The Mega-Panel is quite the event, lasting 2 hours in duration, it’s a highly informative presentation (recent years highlighted The Center of Cartooning Studies and the history of Funny Animal comics) full of great laughs and panel discussion – it also provides a hell of a reprieve from walking back and forth among the aisles of artists that populate that wonderful show in Charlotte. As I get older, those opportunities are becoming incredibly valuable too.
This year’s agenda kicked-off with a discussion between Towle and Eisner winner Tom Heintjes, focusing on Tom’s days working with Dennis Kitchen, Kitchen Sink Press, and Eisner himself. This was an interview so intriguing, I had to run out and grab a copy of one of The Spirit Archives right away on the show floor.

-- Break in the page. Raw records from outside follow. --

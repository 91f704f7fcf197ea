//! First-run detection and the welcome post.

use std::sync::{
    Arc,
    atomic::{AtomicBool, Ordering},
};

use {
    chrono::{SecondsFormat, Utc},
    regina_channels::{ChatTransport, PostOptions},
    regina_store::RunInfoStore,
    tracing::{info, warn},
};

use crate::{Error, Result};

/// Invocation hint appended to the welcome post.
const ABOUT_PHRASE: &str = "aap kaun hain ji";

/// Welcome post sent on the very first run.
pub fn welcome_text(name: &str, trigger_phrase: &str) -> String {
    format!(
        "Hi guys, my name is {name}\n I can tell jokes. Just say `{trigger_phrase}` or `{name}` to invoke me! To know what else I do, say `{ABOUT_PHRASE}`"
    )
}

/// Current time as an RFC 3339 UTC timestamp with milliseconds.
pub fn now_timestamp() -> String {
    Utc::now().to_rfc3339_opts(SecondsFormat::Millis, true)
}

/// Outcome of a bootstrap pass.
#[derive(Debug, Clone, Copy, PartialEq, Eq)]
pub enum BootstrapOutcome {
    /// No last-run record existed; the welcome was posted.
    FirstRun,
    /// A last-run record existed and was refreshed.
    Resumed,
    /// The store could not be read or written.
    Failed,
    /// Bootstrap already ran in this process.
    AlreadyChecked,
}

/// Runs the last-run check once per process.
pub struct BootstrapSequencer {
    store: Arc<dyn RunInfoStore>,
    transport: Arc<dyn ChatTransport>,
    name: String,
    trigger_phrase: String,
    checked: AtomicBool,
}

impl BootstrapSequencer {
    pub fn new(
        store: Arc<dyn RunInfoStore>,
        transport: Arc<dyn ChatTransport>,
        name: impl Into<String>,
        trigger_phrase: impl Into<String>,
    ) -> Self {
        Self {
            store,
            transport,
            name: name.into(),
            trigger_phrase: trigger_phrase.into(),
            checked: AtomicBool::new(false),
        }
    }

    pub fn is_checked(&self) -> bool {
        self.checked.load(Ordering::SeqCst)
    }

    /// Check the last-run record, welcoming the workspace on a first run.
    ///
    /// Later calls are no-ops. Failures are logged and leave the sequencer
    /// checked.
    pub async fn run(&self) -> BootstrapOutcome {
        if self.checked.swap(true, Ordering::SeqCst) {
            return BootstrapOutcome::AlreadyChecked;
        }
        match self.check().await {
            Ok(outcome) => outcome,
            Err(e) => {
                warn!(error = %e, "first-run check failed");
                BootstrapOutcome::Failed
            },
        }
    }

    async fn check(&self) -> Result<BootstrapOutcome> {
        let now = now_timestamp();
        if let Some(info) = self.store.get_run_info().await? {
            info!(last_run = %info.last_run, "resuming");
            self.store.update_run_info(&now).await?;
            return Ok(BootstrapOutcome::Resumed);
        }

        info!("first run, posting welcome message");
        self.post_welcome().await;
        self.store.insert_run_info(&now).await?;
        Ok(BootstrapOutcome::FirstRun)
    }

    async fn post_welcome(&self) {
        let Some(channel) = self.transport.first_channel() else {
            warn!(error = %Error::NoChannel, "welcome message not sent");
            return;
        };
        let text = welcome_text(&self.name, &self.trigger_phrase);
        if let Err(e) = self
            .transport
            .post_text(&channel, &text, PostOptions::default())
            .await
        {
            warn!(channel = %channel.name, error = %e, "failed to post welcome message");
        }
    }
}
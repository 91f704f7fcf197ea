//! Config schema types (bot behaviour, Slack account, store, link relay).

use std::{collections::BTreeMap, path::PathBuf};

use {
    secrecy::{ExposeSecret, Secret},
    serde::{Deserialize, Serialize},
};

/// Bot name used when none is configured.
pub const DEFAULT_BOT_NAME: &str = "regina";

/// Phrase that asks the bot for a joke.
pub const DEFAULT_TRIGGER_PHRASE: &str = "rajni time";

/// Default link relay endpoint.
pub const DEFAULT_RELAY_URL: &str = "https://regina.stamplayapp.com/api/cobject/v1/knowledgeobject";

/// Root configuration.
#[derive(Debug, Clone, Default, Serialize, Deserialize)]
#[serde(default)]
pub struct ReginaConfig {
    pub bot: BotConfig,
    pub slack: SlackConfig,
    pub store: StoreConfig,
    pub relay: RelayConfig,
}

impl ReginaConfig {
    /// Store path, falling back to `./data/<bot name>.db`.
    pub fn store_path(&self) -> PathBuf {
        self.store
            .path
            .clone()
            .unwrap_or_else(|| PathBuf::from("data").join(format!("{}.db", self.bot.name)))
    }
}

/// How the bot recognises requests and where it answers.
#[derive(Debug, Clone, Serialize, Deserialize)]
#[serde(default)]
pub struct BotConfig {
    /// Display name; must match the bot's user name in the workspace.
    pub name: String,

    /// Phrase that requests a joke (matched case-insensitively).
    pub trigger_phrase: String,

    /// Mention id that triggers a greeting. Defaults to the bot's resolved
    /// user id.
    #[serde(skip_serializing_if = "Option::is_none")]
    pub mention_id: Option<String>,

    /// Reply to greetings in the channel they came from instead of the first
    /// channel in the directory.
    pub greet_in_origin_channel: bool,
}

impl Default for BotConfig {
    fn default() -> Self {
        Self {
            name: DEFAULT_BOT_NAME.into(),
            trigger_phrase: DEFAULT_TRIGGER_PHRASE.into(),
            mention_id: None,
            greet_in_origin_channel: false,
        }
    }
}

/// Slack workspace connection.
#[derive(Clone, Serialize, Deserialize)]
#[serde(default)]
pub struct SlackConfig {
    /// Bot user OAuth token (`xoxb-…`).
    #[serde(serialize_with = "serialize_secret")]
    pub token: Secret<String>,

    /// Web API base URL.
    pub api_base: String,
}

impl std::fmt::Debug for SlackConfig {
    fn fmt(&self, f: &mut std::fmt::Formatter<'_>) -> std::fmt::Result {
        f.debug_struct("SlackConfig")
            .field("token", &"[REDACTED]")
            .field("api_base", &self.api_base)
            .finish()
    }
}

impl Default for SlackConfig {
    fn default() -> Self {
        Self {
            token: Secret::new(String::new()),
            api_base: "https://slack.com/api".into(),
        }
    }
}

impl SlackConfig {
    pub fn has_token(&self) -> bool {
        !self.token.expose_secret().trim().is_empty()
    }
}

fn serialize_secret<S: serde::Serializer>(
    secret: &Secret<String>,
    serializer: S,
) -> Result<S::Ok, S::Error> {
    serializer.serialize_str(secret.expose_secret())
}

/// Joke/settings database location.
#[derive(Debug, Clone, Default, Serialize, Deserialize)]
#[serde(default)]
pub struct StoreConfig {
    #[serde(skip_serializing_if = "Option::is_none")]
    pub path: Option<PathBuf>,
}

/// Outbound webhook that receives shared links.
#[derive(Debug, Clone, Serialize, Deserialize)]
#[serde(default)]
pub struct RelayConfig {
    pub enabled: bool,
    pub url: String,
    /// Fixed query parameters appended to every submission.
    pub query: BTreeMap<String, String>,
}

impl Default for RelayConfig {
    fn default() -> Self {
        Self {
            enabled: true,
            url: DEFAULT_RELAY_URL.into(),
            query: BTreeMap::from([
                ("sender".to_string(), "blog example".to_string()),
                ("title".to_string(), "blogger stuff".to_string()),
            ]),
        }
    }
}
//! Slack transport for regina.
//!
//! Talks to the Web API with reqwest and receives events over the Real Time
//! Messaging websocket. Implements [`regina_channels::ChatTransport`] and
//! drives a [`regina_channels::EventSink`].

pub mod api;
pub mod error;
pub mod socket;
pub mod transport;

pub use {
    error::{Error, Result},
    socket::run,
    transport::SlackTransport,
};
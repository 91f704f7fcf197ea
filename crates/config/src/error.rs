use std::path::PathBuf;

use thiserror::Error;

#[derive(Debug, Error)]
pub enum Error {
    #[error("failed to read {}: {source}", path.display())]
    Read {
        path: PathBuf,
        #[source]
        source: std::io::Error,
    },

    #[error("failed to parse {}: {source}", path.display())]
    Parse {
        path: PathBuf,
        #[source]
        source: toml::de::Error,
    },

    #[error("unsupported config format: .{extension}")]
    UnsupportedFormat { extension: String },
}

pub type Result<T> = std::result::Result<T, Error>;
//! Event filtering and classification.

use regina_channels::{IncomingEvent, MESSAGE_EVENT_KIND};

/// What to do with a message that passed the dispatch preconditions.
#[derive(Debug, Clone, Copy, PartialEq, Eq)]
pub enum Action {
    RandomJoke,
    LinkRelay,
    Greeting,
}

impl Action {
    pub fn as_str(self) -> &'static str {
        match self {
            Self::RandomJoke => "random_joke",
            Self::LinkRelay => "link_relay",
            Self::Greeting => "greeting",
        }
    }
}

impl std::fmt::Display for Action {
    fn fmt(&self, f: &mut std::fmt::Formatter<'_>) -> std::fmt::Result {
        f.write_str(self.as_str())
    }
}

/// A chat message with some text in it.
pub fn is_chat_message(event: &IncomingEvent) -> bool {
    event.kind == MESSAGE_EVENT_KIND && !event.text().is_empty()
}

/// Public and group channel ids start with `C`; DMs (`D…`) and the rest are
/// not answered.
pub fn is_channel_conversation(event: &IncomingEvent) -> bool {
    event.channel_id.starts_with('C')
}

/// Substring rules that map message text to an [`Action`].
#[derive(Debug, Clone)]
pub struct Classifier {
    trigger: String,
    name: String,
}

impl Classifier {
    /// Both needles are matched case-insensitively.
    pub fn new(trigger_phrase: &str, bot_name: &str) -> Self {
        Self {
            trigger: trigger_phrase.to_lowercase(),
            name: bot_name.to_lowercase(),
        }
    }

    /// First matching rule wins: trigger or name, then link or name, then a
    /// mention of `mention_id`.
    ///
    /// A message that names the bot is always a joke request, even when it
    /// carries a link.
    pub fn classify(&self, text: &str, mention_id: Option<&str>) -> Option<Action> {
        let lower = text.to_lowercase();
        if lower.contains(&self.trigger) || lower.contains(&self.name) {
            return Some(Action::RandomJoke);
        }
        if lower.contains("http") || lower.contains(&self.name) {
            return Some(Action::LinkRelay);
        }
        if let Some(id) = mention_id.filter(|id| !id.is_empty())
            && is_mention_of(text, id)
        {
            return Some(Action::Greeting);
        }
        None
    }
}

/// Second character is `@` and the text after the first character contains
/// `id`, as in `<@U0JSZEG1X> hi`.
fn is_mention_of(text: &str, id: &str) -> bool {
    let mut chars = text.char_indices();
    let Some((_, first)) = chars.next() else {
        return false;
    };
    if !matches!(chars.next(), Some((_, '@'))) {
        return false;
    }
    text[first.len_utf8()..].contains(id)
}
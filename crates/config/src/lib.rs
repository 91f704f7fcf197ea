//! Configuration loading, validation and env substitution.
//!
//! Config file: `regina.toml`, searched in `./` then the user config dir
//! (`~/.config/regina/` on Linux). Every string value may reference
//! `${ENV_VAR}` placeholders.

pub mod env_subst;
pub mod error;
pub mod loader;
pub mod schema;
pub mod validate;

pub use {
    error::{Error, Result},
    loader::{config_dir, discover_and_load, find_config_file, load_config},
    schema::{BotConfig, ReginaConfig, RelayConfig, SlackConfig, StoreConfig},
    validate::{Diagnostic, Severity, ValidationResult, validate},
};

It’s followed by a rousing discussion between Drs. Daniel Yezbick and Andrew Kunka, breaking down the seminal Eisner work: “Meet P’Gell”.
And the final segment of this video is dedicated to a panel talk, moderated by Law, hosting Gilbert Hernandez, Jaime Hernandez, Erik Larsen, and Titan Books editor Steve Saffel (the man behind their excellent Simon and Kirby Library series), as they discuss the impact the work of Kirby has had on their careers.
I’m sad to say that the actual final talk was omitted, as it was a hilarious presentation given by Towle centered on Kirby’s 2001: A Space Odyssey, both the film adaptation and its ensuing series at Marvel Comics.
But nevertheless, the below video gives you a great look-in at one of the best curated programming slots at Heroes, and if you ever happen to find yourself in Charlotte for the show, do make this a priority for your Saturday afternoon.